Which met with great applause.
But there was nothing of Delight of the high head when she got out of her car and crept up the rectory steps. How could she even have cared? How could she? That was his life, those were the people he chose to play with. She had a sense of loss, rather than injury.
The rector, tapping at her door a little later, received the answer to his note through a very narrow crack, and went away feeling that the way of the wicked is indeed hard.
Clayton had been watching with growing concern Graham's intimacy with the gay crowd that revolved around Marion Hayden. It was more thoughtless than vicious; more pleasure-seeking than wicked; but its influence was bad, and he knew it.

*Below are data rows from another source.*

//! Resolution of wire names to fields, including promoted ones.
//!
//! A struct's table is built breadth-first: the struct's own fields sit at
//! depth 1, the fields of its flattened structs at depth 2, and so on. When
//! several fields claim the same wire name, only those at the smallest depth
//! compete. Among them a single renamed field wins over plain ones; any other
//! tie leaves the name unresolved.

use std::collections::HashSet;

use urldecode_core::{AttrNamespace, ConstTypeId, Field, Shape};

use crate::TypeError;

/// Decides whether a key from the query names a table entry.
///
/// Called as `equal(wire_name, key)`.
pub type EqualFn = fn(wire_name: &[u8], key: &[u8]) -> bool;

/// Byte-for-byte comparison. No case folding or other normalization.
pub fn exact_match(wire_name: &[u8], key: &[u8]) -> bool {
    wire_name == key
}

/// One resolved wire name.
#[derive(Debug, Clone)]
pub struct FieldEntry {
    /// the name keys are compared against
    pub wire_name: &'static str,

    /// fields to go through from the root struct, the last one being the
    /// field the value is decoded into
    pub path: Vec<&'static Field>,

    /// whether the name came from a `rename` rather than the field's name
    pub tagged: bool,

    /// comparator for incoming keys
    pub equal: EqualFn,
}

impl FieldEntry {
    /// Returns true if `key` names this entry.
    #[inline]
    pub fn matches(&self, key: &[u8]) -> bool {
        (self.equal)(self.wire_name.as_bytes(), key)
    }

    /// The field the value is decoded into.
    pub fn field(&self) -> &'static Field {
        // a path always ends with the field it was recorded for
        self.path[self.path.len() - 1]
    }

    /// The shape of the field the value is decoded into.
    pub fn shape(&self) -> &'static Shape {
        self.field().shape()
    }

    /// Promotion depth, 1 for the root struct's own fields.
    pub fn depth(&self) -> usize {
        self.path.len()
    }
}

/// The resolved wire names of one struct, in the order their fields are
/// reached breadth-first.
#[derive(Debug)]
pub struct FieldTable {
    shape: &'static Shape,
    entries: Vec<FieldEntry>,
}

/// The explicit wire name of a field, if any: `#[url(rename)]` first, then
/// `#[serde(rename)]`.
fn wire_tag(field: &Field) -> Option<&'static str> {
    field
        .get_attr(AttrNamespace::Url, "rename")
        .or_else(|| field.get_attr(AttrNamespace::Serde, "rename"))
        .and_then(|attr| attr.value)
}

fn is_excluded(field: &Field) -> bool {
    wire_tag(field) == Some("-")
        || field.has_attr(AttrNamespace::Url, "skip")
        || field.has_attr(AttrNamespace::Serde, "skip")
        || field.has_attr(AttrNamespace::Serde, "skip_deserializing")
}

struct Pending {
    shape: &'static Shape,
    path: Vec<&'static Field>,
}

struct Candidate {
    name: &'static str,
    tagged: bool,
    path: Vec<&'static Field>,
}

impl Candidate {
    fn depth(&self) -> usize {
        self.path.len()
    }
}

/// Picks the field a wire name resolves to, among candidates sorted by
/// depth, tagged first.
fn dominant(group: &[usize], candidates: &[Candidate]) -> Option<usize> {
    let depth = candidates[group[0]].depth();
    let shallowest: Vec<usize> = group
        .iter()
        .copied()
        .take_while(|&idx| candidates[idx].depth() == depth)
        .collect();
    let mut tagged = shallowest.iter().copied().filter(|&idx| candidates[idx].tagged);
    match (tagged.next(), tagged.next()) {
        (Some(idx), None) => Some(idx),
        (Some(_), Some(_)) => None,
        (None, _) if shallowest.len() == 1 => Some(shallowest[0]),
        (None, _) => None,
    }
}

impl FieldTable {
    /// Resolves the wire names of a struct.
    ///
    /// Fails if `shape` is not a struct.
    pub fn build(shape: &'static Shape) -> Result<Self, TypeError> {
        if shape.struct_def().is_none() {
            return Err(TypeError::NotAStruct {
                type_name: shape.type_name(),
            });
        }

        let mut candidates = Vec::new();
        let mut visited: HashSet<ConstTypeId> = HashSet::new();
        let mut next = vec![Pending {
            shape,
            path: Vec::new(),
        }];

        while !next.is_empty() {
            let current = core::mem::take(&mut next);
            // a struct reached several times at one depth is promoted once
            let mut scheduled: HashSet<ConstTypeId> = HashSet::new();

            for pending in current {
                if !visited.insert(pending.shape.id) {
                    continue;
                }
                let Some(def) = pending.shape.struct_def() else {
                    continue;
                };

                for field in def.fields {
                    if is_excluded(field) {
                        continue;
                    }
                    let embedded = if field.is_flattened() {
                        field.shape().indirect_struct()
                    } else {
                        None
                    };
                    if field.is_private() && embedded.is_none() {
                        continue;
                    }

                    let tag = wire_tag(field);
                    let mut path = pending.path.clone();
                    path.push(field);

                    match (tag, embedded) {
                        (None, Some(inner)) => {
                            if scheduled.insert(inner.id) {
                                trace!(
                                    field = field.name,
                                    inner = inner.type_name(),
                                    depth = path.len() + 1,
                                    "promoting flattened struct"
                                );
                                next.push(Pending { shape: inner, path });
                            }
                        }
                        _ => candidates.push(Candidate {
                            name: tag.unwrap_or(field.name),
                            tagged: tag.is_some(),
                            path,
                        }),
                    }
                }
            }
        }

        let mut order: Vec<usize> = (0..candidates.len()).collect();
        order.sort_by(|&a, &b| {
            let (ca, cb) = (&candidates[a], &candidates[b]);
            ca.name
                .cmp(cb.name)
                .then(ca.depth().cmp(&cb.depth()))
                .then(cb.tagged.cmp(&ca.tagged))
                .then(a.cmp(&b))
        });

        let mut winners: Vec<usize> = order
            .chunk_by(|&a, &b| candidates[a].name == candidates[b].name)
            .filter_map(|group| {
                let winner = dominant(group, &candidates);
                if winner.is_none() {
                    debug!(
                        name = candidates[group[0]].name,
                        candidates = group.len(),
                        "ambiguous wire name dropped"
                    );
                }
                winner
            })
            .collect();
        winners.sort_unstable();

        let mut candidates: Vec<Option<Candidate>> = candidates.into_iter().map(Some).collect();
        let entries: Vec<FieldEntry> = winners
            .into_iter()
            .filter_map(|idx| candidates[idx].take())
            .map(|candidate| FieldEntry {
                wire_name: candidate.name,
                path: candidate.path,
                tagged: candidate.tagged,
                equal: exact_match,
            })
            .collect();

        debug!(
            shape = shape.type_name(),
            entries = entries.len(),
            "built field table"
        );
        Ok(Self { shape, entries })
    }

    /// The struct this table resolves names for.
    pub fn shape(&self) -> &'static Shape {
        self.shape
    }

    /// All entries, in breadth-first order.
    pub fn entries(&self) -> &[FieldEntry] {
        &self.entries
    }

    /// Finds the first entry `key` names.
    pub fn lookup(&self, key: &[u8]) -> Option<&FieldEntry> {
        self.entries.iter().find(|entry| entry.matches(key))
    }

    /// Finds an entry by wire name.
    pub fn get(&self, wire_name: &str) -> Option<&FieldEntry> {
        self.lookup(wire_name.as_bytes())
    }

    /// Wire names, in table order.
    pub fn wire_names(&self) -> impl Iterator<Item = &'static str> + '_ {
        self.entries.iter().map(|entry| entry.wire_name)
    }
}

impl<'a> IntoIterator for &'a FieldTable {
    type Item = &'a FieldEntry;
    type IntoIter = core::slice::Iter<'a, FieldEntry>;

    fn into_iter(self) -> Self::IntoIter {
        self.entries.iter()
    }
}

But he was very busy. At night he was too tired to confront the inevitable wrangle with Natalie that any protest about Graham always evoked, and he was anxious not to disturb the new rapprochement with the boy by direct criticism.

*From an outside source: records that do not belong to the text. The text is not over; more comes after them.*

use core::mem::MaybeUninit;

use crate::spez::default_in_place;
use crate::*;

unsafe impl<T: Shaped> Shaped for Option<T> {
    const SHAPE: &'static Shape = &const {
        unsafe fn get_or_init<T: Shaped>(option: PtrMut<'_>) -> Option<PtrMut<'_>> {
            let option = unsafe { option.as_mut::<Option<T>>() };
            if option.is_none() {
                let default = T::SHAPE.default_in_place?;
                let mut slot = MaybeUninit::<T>::uninit();
                unsafe { default(PtrMut::from_uninit(&mut slot)) };
                *option = Some(unsafe { slot.assume_init() });
            }
            option.as_mut().map(PtrMut::new)
        }

        Shape {
            id: ConstTypeId::of::<Self>(),
            type_name: core::any::type_name::<Self>,
            default_in_place: Some(default_in_place::<Self> as DefaultInPlaceFn),
            def: Def::Option(OptionDef {
                t: shape_of::<T>,
                get_or_init: get_or_init::<T>,
            }),
        }
    };
}

#[cfg(test)]
mod tests {
    use super::*;

    struct NoDefault;

    unsafe impl Shaped for NoDefault {
        const SHAPE: &'static Shape = &Shape {
            id: ConstTypeId::of::<NoDefault>(),
            type_name: || "NoDefault",
            default_in_place: None,
            def: Def::Opaque,
        };
    }

    fn option_def<T: Shaped>() -> OptionDef {
        match T::SHAPE.def {
            Def::Option(def) => def,
            _ => panic!("expected an option shape"),
        }
    }

    #[test]
    fn get_or_init_allocates_default() {
        let mut value: Option<u32> = None;
        let def = option_def::<Option<u32>>();
        let inner = unsafe { (def.get_or_init)(PtrMut::new(&mut value)) }.unwrap();
        unsafe { *inner.as_mut::<u32>() = 5 };
        assert_eq!(value, Some(5));
    }

    #[test]
    fn get_or_init_keeps_existing_value() {
        let mut value = Some(7u32);
        let def = option_def::<Option<u32>>();
        let inner = unsafe { (def.get_or_init)(PtrMut::new(&mut value)) }.unwrap();
        assert_eq!(unsafe { *inner.as_mut::<u32>() }, 7);
    }

    #[test]
    fn get_or_init_needs_a_default() {
        let mut value: Option<NoDefault> = None;
        let def = option_def::<Option<NoDefault>>();
        assert!(unsafe { (def.get_or_init)(PtrMut::new(&mut value)) }.is_none());
        assert!(value.is_none());
    }
}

The middle of December, which found the construction work at the new plant well advanced, saw the social season definitely on, also, and he found himself night after night going to dinners and then on to balls. There were fewer private dances than in previous Winters, but society had taken up various war activities and made them fashionable. The result was great charity balls.
On these occasions he found himself watching for Audrey, always. She had, with a sort of diabolical cleverness, succeeded in losing herself. Her house was sold, he knew, and he had expected that she would let him know where to find her. She had said she counted on him, and he had derived an odd sort of comfort from the thought. It had warmed him to think that, out of all the people he knew, to one woman he meant something more than success.
But although he searched the gayest crowds with his eyes, those hilarious groups of which she had been so frequently the center, he did not find her. And there had been no letter save a brief one without an address, enclosing her check for the money she had borrowed. She had apparently gone, not only out of her old life, but out of his as well.
At one of the great charity balls he met Nolan, and they stood together watching the crowd.
“Pretty expensive, I take it,” Nolan said, indicating the scene. “Orchestra, florist, supper—I wonder how much the Belgians will get.”